Each of the records that follow needs an exact reproduction.

[Data for this task Boundary: Start]

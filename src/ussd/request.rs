use serde::{Deserialize, Serialize};

/// Separator the carrier gateway puts between successive keypresses
pub const INPUT_SEPARATOR: char = '*';

/// Fields a gateway adapter extracts from an inbound carrier callback
#[derive(Debug, Clone, Default, PartialEq, Eq, Serialize, Deserialize)]
#[serde(rename_all = "camelCase")]
pub struct UssdRequest {
    pub session_id: String,
    #[serde(default)]
    pub service_code: String,
    pub phone_number: String,
    /// Every choice made this session, `*`-separated
    #[serde(default)]
    pub text: String,
}

impl UssdRequest {
    pub fn new(
        session_id: impl Into<String>,
        phone_number: impl Into<String>,
        text: impl Into<String>,
    ) -> Self {
        Self {
            session_id: session_id.into(),
            service_code: String::new(),
            phone_number: phone_number.into(),
            text: text.into(),
        }
    }

    pub fn with_service_code(mut self, service_code: impl Into<String>) -> Self {
        self.service_code = service_code.into();
        self
    }

    /// Input with surrounding whitespace removed
    pub fn raw_input(&self) -> &str {
        self.text.trim()
    }

    pub fn current_choice(&self) -> &str {
        current_choice(&self.text)
    }
}

/// The latest keypress in an accumulated input string; empty on first contact
pub fn current_choice(text: &str) -> &str {
    text.trim().rsplit(INPUT_SEPARATOR).next().unwrap_or("")
}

[Data for this task Boundary: End]

### Answer box:
filename src/ussd/request.rs
use serde::{Deserialize, Serialize};

/// Separator the carrier gateway puts between successive keypresses
pub const INPUT_SEPARATOR: char = '*';

/// Fields a gateway adapter extracts from an inbound carrier callback
#[derive(Debug, Clone, Default, PartialEq, Eq, Serialize, Deserialize)]
#[serde(rename_all = "camelCase")]
pub struct UssdRequest {
    pub session_id: String,
    #[serde(default)]
    pub service_code: String,
    pub phone_number: String,
    /// Every choice made this session, `*`-separated
    #[serde(default)]
    pub text: String,
}

impl UssdRequest {
    pub fn new(
        session_id: impl Into<String>,
        phone_number: impl Into<String>,
        text: impl Into<String>,
    ) -> Self {
        Self {
            session_id: session_id.into(),
            service_code: String::new(),
            phone_number: phone_number.into(),
            text: text.into(),
        }
    }

    pub fn with_service_code(mut self, service_code: impl Into<String>) -> Self {
        self.service_code = service_code.into();
        self
    }

    /// Input with surrounding whitespace removed
    pub fn raw_input(&self) -> &str {
        self.text.trim()
    }

    pub fn current_choice(&self) -> &str {
        current_choice(&self.text)
    }
}

/// The latest keypress in an accumulated input string; empty on first contact
pub fn current_choice(text: &str) -> &str {
    text.trim().rsplit(INPUT_SEPARATOR).next().unwrap_or("")
}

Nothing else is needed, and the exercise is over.